____ Information given

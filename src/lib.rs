//! LayerForge Core - Layered Edition Generator
//!
//! # The Five Laws (Non-Negotiable)
//! 1. The Schedule Decides The Tier
//! 2. DNA Is Unique Within Its Tier
//! 3. Obstructed Combinations Never Ship
//! 4. Validation Is Protective
//! 5. Manifests Enable Reproduction

pub mod config;
pub mod rarity;
pub mod catalog;
pub mod obstruction;
pub mod dna;
pub mod ledger;
pub mod hashing;
pub mod metadata;
pub mod render;
pub mod output;
pub mod validation;
pub mod pipeline;

pub use config::{CollectionConfig, ConfigError, GenerationMode, AttributeMode, RarityId, LayerId};
pub use rarity::{RaritySchedule, ScheduleError, draw_tier};
pub use catalog::{Element, ElementId, Layer, LayerCatalog, CatalogError};
pub use obstruction::{ObstructionGroup, ObstructionRules};
pub use dna::{Dna, DnaError, DnaGenerator, EditionRng, Placement};
pub use ledger::UniquenessLedger;
pub use hashing::{compute_manifest_hash, compute_config_hash, canonical_json, verify_manifest};
pub use metadata::{Attribute, EditionMetadata, EditionRecord, RunManifest};
pub use render::{ImageRenderer, Renderer, RenderError};
pub use output::{OutputWriter, OutputError};
pub use validation::{ValidationResult, ValidationRule, ValidationViolation, ViolationSeverity};
pub use pipeline::{GenerationPipeline, GenerationReport, GenerationError, Generated};

pub const ENGINE_VERSION: &str = env!("CARGO_PKG_VERSION");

________

Whenever a line of the entries contains the string "catalog", copy that line.

pub mod catalog;
pub use catalog::{Element, ElementId, Layer, LayerCatalog, CatalogError};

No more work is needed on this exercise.